A grade of B indicates work that meets all course requirements on a level appropriate for graduate academic work. These criteria apply to both undergraduates and graduate students taking the course.
100–98 = A+
97–94 = A
93–90 = A−
89–87 = B+
86–83 = B
82–80 = B−
79–70 = C
Academic Policies
Deadlines for Adding, Dropping, and Withdrawing from Courses
Students may add a course up to one week after the start of the term for that particular course. Students may drop courses according to the drop deadlines outlined in the EP academic calendar. Between the 6th week of the class and prior to the final withdrawal deadline, a student may withdraw from a course with a W on their academic record. A record of the course will remain on the academic record with a W appearing in the grade column to indicate that the student registered and withdrew from the course.
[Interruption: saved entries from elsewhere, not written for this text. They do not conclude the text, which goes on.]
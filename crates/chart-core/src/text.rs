// File: crates/chart-core/src/text.rs
// Summary: Text shaper/renderer for axis labels and tooltip lines, using Skia textlayout.

use skia_safe as skia;
use skia::textlayout::{FontCollection, Paragraph, ParagraphBuilder, ParagraphStyle, TextStyle};

pub struct TextShaper {
    fonts: FontCollection,
}

impl Default for TextShaper {
    fn default() -> Self { Self::new() }
}

impl TextShaper {
    pub fn new() -> Self {
        let mut fc = FontCollection::new();
        // Use system manager fallback
        fc.set_default_font_manager(skia::FontMgr::default(), None);
        Self { fonts: fc }
    }

    fn make_style(size: f32, color: skia::Color) -> TextStyle {
        let mut ts = TextStyle::new();
        ts.set_font_size(size.max(1.0));
        ts.set_color(color);
        ts.set_font_families(&["Segoe UI", "Arial", "Helvetica", "Roboto", "DejaVu Sans", "sans-serif"]);
        ts
    }

    pub fn layout(&self, text: &str, size: f32, color: skia::Color) -> Paragraph {
        let pstyle = ParagraphStyle::new();
        let mut builder = ParagraphBuilder::new(&pstyle, &self.fonts);
        builder.push_style(&Self::make_style(size, color));
        builder.add_text(text);
        let mut paragraph = builder.build();
        paragraph.layout(10_000.0);
        paragraph
    }

    pub fn measure_width(&self, text: &str, size: f32) -> f32 {
        self.layout(text, size, skia::Color::TRANSPARENT).longest_line()
    }

    /// Draw with the baseline at `y`.
    pub fn draw_left(&self, canvas: &skia::Canvas, text: &str, x: f32, y: f32, size: f32, color: skia::Color) {
        let mut p = self.layout(text, size, color);
        p.paint(canvas, (x, y - size * 0.8));
    }

    /// Draw with the right edge at `x`.
    pub fn draw_right(&self, canvas: &skia::Canvas, text: &str, x: f32, y: f32, size: f32, color: skia::Color) {
        let w = self.measure_width(text, size);
        self.draw_left(canvas, text, x - w, y, size, color);
    }

    /// Draw horizontally centred on `x`.
    pub fn draw_centered(&self, canvas: &skia::Canvas, text: &str, x: f32, y: f32, size: f32, color: skia::Color) {
        let w = self.measure_width(text, size);
        self.draw_left(canvas, text, x - w * 0.5, y, size, color);
    }
}
// File: crates/chart-core/src/geometry.rs
// Summary: Lightweight geometry helpers for pixel math.

use crate::projection::{project_with_progress, Projection};
use crate::types::{Series, Viewport};

#[derive(Clone, Copy, Debug, PartialEq, Eq)]
pub struct RectI32 {
    pub left: i32,
    pub top: i32,
    pub right: i32,
    pub bottom: i32,
}

impl RectI32 {
    pub const fn from_ltrb(left: i32, top: i32, right: i32, bottom: i32) -> Self {
        Self { left, top, right, bottom }
    }
    pub const fn width(&self) -> i32 { self.right - self.left }
    pub const fn height(&self) -> i32 { self.bottom - self.top }

    /// Size of the rect as a projection viewport.
    pub fn viewport(&self) -> Viewport {
        Viewport::new(self.width().max(0) as f64, self.height().max(0) as f64)
    }
}

#[inline]
pub fn clamp<T: PartialOrd>(v: T, lo: T, hi: T) -> T {
    if v < lo { lo } else if v > hi { hi } else { v }
}

/// Viewport-relative vertices of one series, in the caller's point order.
pub fn line_path(series: &Series, projection: &Projection, viewport: Viewport, progress: f64) -> Vec<(f64, f64)> {
    series
        .points
        .iter()
        .map(|p| project_with_progress(p, projection, viewport, progress))
        .collect()
}
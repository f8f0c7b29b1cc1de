// File: crates/chart-core/src/sample.rs
// Summary: Deterministic sample dataset (30 days of weather readings every 6 hours).

use crate::types::{Dataset, Point, Rgba, Series};

pub const DAY_MS: i64 = 24 * 60 * 60 * 1000;
pub const SIX_HOURS_MS: i64 = 6 * 60 * 60 * 1000;
pub const DAYS: i64 = 30;
/// Four readings per day.
pub const POINTS_PER_LINE: usize = (DAYS * 4) as usize;

/// Timestamps ending roughly at `now_ms`, oldest first.
pub fn timestamps(now_ms: i64) -> Vec<i64> {
    let start = now_ms - (DAYS - 1) * DAY_MS;
    (0..POINTS_PER_LINE as i64).map(|i| start + i * SIX_HOURS_MS).collect()
}

fn line(label: &str, color: Rgba, ts: &[i64], f: impl Fn(f64, i64) -> f64) -> Series {
    let points = ts
        .iter()
        .enumerate()
        .map(|(i, &t)| Point::new(t, f(i as f64, i as i64)))
        .collect();
    Series::new(label, color, points)
}

/// Temperature, humidity and pressure lines over the 30 days before `now_ms`.
pub fn weather_dataset(now_ms: i64) -> Dataset {
    let ts = timestamps(now_ms);
    Dataset::new("Weather Data (30 Days)")
        .with_series(line("Temperature (°C)", Rgba::BLUE, &ts, |x, i| {
            15.0 + 10.0 * (x * 0.2).sin() + 5.0 * (i % 4) as f64
        }))
        .with_series(line("Humidity (%)", Rgba::RED, &ts, |x, i| {
            40.0 + 20.0 * (x * 0.15).cos() + 10.0 * (i % 3) as f64
        }))
        .with_series(line("Pressure (hPa)", Rgba::GREEN, &ts, |x, i| {
            900.0 + 100.0 * (x * 0.1).sin() + 50.0 * (i % 5) as f64
        }))
}
// File: crates/chart-core/build.rs
// Summary: Build script to link required Windows system libraries for Skia/ICU.

fn main() {
    // Check the target, not the host, so cross builds link correctly.
    if std::env::var("CARGO_CFG_TARGET_OS").as_deref() == Ok("windows") {
        // Needed for RegOpenKeyExW, RegQueryInfoKeyW, etc.
        println!("cargo:rustc-link-lib=advapi32");
    }
    println!("cargo:rerun-if-changed=build.rs");
}
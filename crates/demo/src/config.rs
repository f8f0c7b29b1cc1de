// File: crates/demo/src/config.rs
// Summary: TOML configuration for the demo; every field has a default.

use anyhow::{Context, Result};
use serde::Deserialize;
use std::path::{Path, PathBuf};

#[derive(Debug, Clone, Default, Deserialize, PartialEq)]
#[serde(default)]
pub struct DemoConfig {
    pub chart: ChartConfig,
}

#[derive(Debug, Clone, Deserialize, PartialEq)]
#[serde(default)]
pub struct ChartConfig {
    pub width: i32,
    pub height: i32,
    pub theme: String,
    pub x_label_count: usize,
    pub y_label_count: usize,
    pub progress: f64,
    pub stroke_width: f32,
    pub out: PathBuf,
}

impl Default for ChartConfig {
    fn default() -> Self {
        Self {
            width: stockline_core::types::WIDTH,
            height: stockline_core::types::HEIGHT,
            theme: "light".to_string(),
            x_label_count: 6,
            y_label_count: 5,
            progress: 1.0,
            stroke_width: 4.0,
            out: PathBuf::from("target/out/weather_chart.png"),
        }
    }
}

impl DemoConfig {
    /// Load from `path`, or defaults when no path is given.
    pub fn load(path: Option<&Path>) -> Result<Self> {
        let Some(path) = path else {
            return Ok(Self::default());
        };
        let raw = std::fs::read_to_string(path)
            .with_context(|| format!("reading config {}", path.display()))?;
        Self::from_toml(&raw).with_context(|| format!("parsing config {}", path.display()))
    }

    pub fn from_toml(raw: &str) -> Result<Self> {
        Ok(toml::from_str(raw)?)
    }
}
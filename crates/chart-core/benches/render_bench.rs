use stockline_core::sample::weather_dataset;
use stockline_core::{ChartResult, LineChart, RenderOptions};
use criterion::{criterion_group, criterion_main, Criterion, black_box};

fn bench_render(c: &mut Criterion) {
    let mut group = c.benchmark_group("render_png_bytes");
    let chart = LineChart::new(weather_dataset(1_700_000_000_000));
    for &progress in &[0.5f64, 1.0f64] {
        group.bench_function(format!("weather_p{progress}"), |b| {
            let opts = RenderOptions {
                width: 800,
                height: 500,
                draw_labels: false,
                progress,
                indicator_x: Some(200.0),
                ..RenderOptions::default()
            };
            b.iter(|| -> ChartResult<()> {
                let bytes = chart.render_to_png_bytes(&opts)?;
                black_box(bytes);
                Ok(())
            });
        });
    }
    group.finish();
}

criterion_group!(benches, bench_render);
criterion_main!(benches);
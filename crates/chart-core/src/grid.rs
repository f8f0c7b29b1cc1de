// File: crates/chart-core/src/grid.rs
// Summary: Simple grid/tick layout helpers.

use crate::projection::Projection;
use crate::types::Viewport;

pub fn linspace(start: f64, end: f64, steps: usize) -> Vec<f64> {
    if steps < 2 { return vec![start, end]; }
    let step = (end - start) / (steps as f64 - 1.0);
    (0..steps).map(|i| start + step * i as f64).collect()
}

/// Evenly spaced values from `min_value` across the value span, `count` of them.
pub fn value_steps(projection: &Projection, count: usize) -> Vec<f64> {
    let span = projection.ranges().value_span();
    linspace(projection.min_value, projection.min_value + span, count.max(2))
}

/// Pixel y of each horizontal grid line, bottom line first.
pub fn value_grid_ys(projection: &Projection, viewport: Viewport, count: usize) -> Vec<f64> {
    value_steps(projection, count)
        .into_iter()
        .map(|v| viewport.height_px - (v - projection.min_value) * projection.y_scale)
        .collect()
}
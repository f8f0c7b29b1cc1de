// File: crates/chart-core/src/theme.rs
// Summary: Light/Dark theming for chart rendering colors, plus the card colour palette.

use std::collections::hash_map::DefaultHasher;
use std::hash::{Hash, Hasher};

use crate::types::Rgba;

#[derive(Clone, Copy, Debug, PartialEq)]
pub struct Theme {
    pub name: &'static str,
    pub background: Rgba,
    pub grid: Rgba,
    pub axis_label: Rgba,
    pub indicator: Rgba,
    pub tooltip_background: Rgba,
    pub tooltip_text: Rgba,
}

impl Theme {
    pub fn light() -> Self {
        Self {
            name: "light",
            background: Rgba::WHITE,
            grid: Rgba::opaque(0x88, 0x88, 0x88).with_alpha(0.2),
            axis_label: Rgba::BLACK,
            indicator: Rgba::BLACK,
            tooltip_background: Rgba::WHITE.with_alpha(0.9),
            tooltip_text: Rgba::BLACK,
        }
    }

    pub fn dark() -> Self {
        Self {
            name: "dark",
            background: Rgba::opaque(18, 18, 20),
            grid: Rgba::opaque(40, 40, 45),
            axis_label: Rgba::opaque(235, 235, 245),
            indicator: Rgba::opaque(255, 230, 70),
            tooltip_background: Rgba::opaque(40, 40, 45).with_alpha(0.9),
            tooltip_text: Rgba::opaque(235, 235, 245),
        }
    }
}

impl Default for Theme {
    fn default() -> Self { Self::light() }
}

/// Return a list of built-in theme presets.
pub fn presets() -> Vec<Theme> {
    vec![Theme::light(), Theme::dark()]
}

/// Find a theme by its `name`, falling back to light.
pub fn find(name: &str) -> Theme {
    for t in presets() { if t.name.eq_ignore_ascii_case(name) { return t; } }
    Theme::light()
}

/// Card background colours.
pub const NICE_COLORS: [Rgba; 8] = [
    Rgba::from_argb_u32(0xFFEF5350), // red
    Rgba::from_argb_u32(0xFFAB47BC), // purple
    Rgba::from_argb_u32(0xFF42A5F5), // blue
    Rgba::from_argb_u32(0xFF26A69A), // teal
    Rgba::from_argb_u32(0xFF66BB6A), // green
    Rgba::from_argb_u32(0xFFFFCA28), // yellow
    Rgba::from_argb_u32(0xFFEC407A), // pink
    Rgba::from_argb_u32(0xFF29B6F6), // light blue
];

/// Gain/loss colours for percentage changes.
pub const GAIN: Rgba = Rgba::from_argb_u32(0xFF4CAF50);
pub const LOSS: Rgba = Rgba::from_argb_u32(0xFFF44336);

/// Pick a palette colour for `key`. Stable for a given key within a build.
pub fn nice_color_for(key: &str) -> Rgba {
    let mut h = DefaultHasher::new();
    key.hash(&mut h);
    NICE_COLORS[(h.finish() % NICE_COLORS.len() as u64) as usize]
}

#[cfg(test)]
mod tests {
    use super::*;

    #[test]
    fn find_falls_back_to_light() {
        assert_eq!(find("DARK").name, "dark");
        assert_eq!(find("nope").name, "light");
    }

    #[test]
    fn nice_color_is_stable() {
        assert_eq!(nice_color_for("AAPL"), nice_color_for("AAPL"));
        assert!(NICE_COLORS.contains(&nice_color_for("MSFT")));
    }
}
/// Every write to an exported top-level binding, ordered by start offset
/// with enclosing writes before the writes nested in them.
fn live_writes<'a>(program: &'a Program<'a>) -> Vec<LiveWrite> {
    let exported = exported_locals(program);
    if exported.is_empty() {
        return Vec::new();
    }

    let semantic = SemanticBuilder::new().build(program).semantic;
    let scoping = semantic.scoping();
    let nodes = semantic.nodes();

    let mut names: HashMap<SymbolId, Vec<String>> = HashMap::new();
    for (local, name) in exported {
        if let Some(symbol) = scoping.get_root_binding(&local) {
            let entry = names.entry(symbol).or_default();
            if !entry.contains(&name) {
                entry.push(name);
            }
        }
    }

    let mut targets: Vec<(Span, SymbolId)> = Vec::new();
    for &symbol in names.keys() {
        for reference in scoping.get_resolved_references(symbol) {
            if reference.is_write() {
                targets.push((nodes.kind(reference.node_id()).span(), symbol));
            }
        }
    }
    if targets.is_empty() {
        return Vec::new();
    }

    let written_in = |target: Span| -> Vec<(String, String)> {
        let mut symbols: Vec<SymbolId> = Vec::new();
        for (span, symbol) in &targets {
            if span.start >= target.start && span.end <= target.end && !symbols.contains(symbol)
            {
                symbols.push(*symbol);
            }
        }
        symbols.sort_by_key(|symbol| {
            targets
                .iter()
                .filter(|(_, s)| s == symbol)
                .map(|(span, _)| span.start)
                .min()
        });
        symbols
            .into_iter()
            .flat_map(|symbol| {
                let local = scoping.symbol_name(symbol).to_string();
                names[&symbol]
                    .iter()
                    .map(move |name| (local.clone(), name.clone()))
                    .collect::<Vec<_>>()
            })
            .collect()
    };

    let mut writes = Vec::new();
    for node in nodes.iter() {
        let (span, target, kind) = match node.kind() {
            AstKind::AssignmentExpression(assignment) => {
                let kind = if matches!(assignment.left, AssignmentTarget::AssignmentTargetIdentifier(_))
                {
                    WriteKind::Value
                } else {
                    WriteKind::Saved
                };
                (assignment.span, assignment.left.span(), kind)
            }
            AstKind::UpdateExpression(update) => {
                let kind = if update.prefix {
                    WriteKind::Value
                } else {
                    WriteKind::Saved
                };
                (update.span, update.argument.span(), kind)
            }
            _ => continue,
        };

        let exports = written_in(target);
        if !exports.is_empty() {
            writes.push(LiveWrite {
                span,
                kind,
                exports,
            });
        }
    }

    writes.sort_by(|a, b| {
        a.span
            .start
            .cmp(&b.span.start)
            .then(b.span.end.cmp(&a.span.end))
    });
    writes
}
Academic Misconduct Policy
Students with Disabilities - Accommodations and Accessibility
Student Conduct Code
Classroom Climate
JHU is committed to creating a classroom environment that values the diversity of experiences and perspectives that all students bring. Everyone has the right to be treated with dignity and respect. Fostering an inclusive climate is important. Research and experience show that students who interact with peers who are different from themselves learn new things and experience tangible educational outcomes. At no time in this learning process should someone be singled out or treated unequally on the basis of any seen or unseen part of their identity. If you have concerns in this course about harassment, discrimination, or any unequal treatment, or if you seek accommodations or resources, please reach out to the course instructor directly. Reporting will never impact your course grade. You may also share concerns with your program chair, the Assistant Dean for Diversity and Inclusion, or the Office of Institutional Equity. In handling reports, people will protect your privacy as much as possible, but faculty and staff are required to officially report information for some cases (e.g. sexual harassment).
Course Auditing
When a student enrolls in an EP course with “audit” status, the student must reach an understanding with the instructor as to what is required to earn the “audit.” If the student does not meet those expectations, the instructor must notify the EP Registration Team (EP-Registration@exchange.johnshopkins.edu) in order for the student to be retroactively dropped or withdrawn from the course (depending on when the "audit" was requested and in accordance with EP registration deadlines). All lecture content will remain accessible to auditing students, but access to all other course material is left to the discretion of the instructor.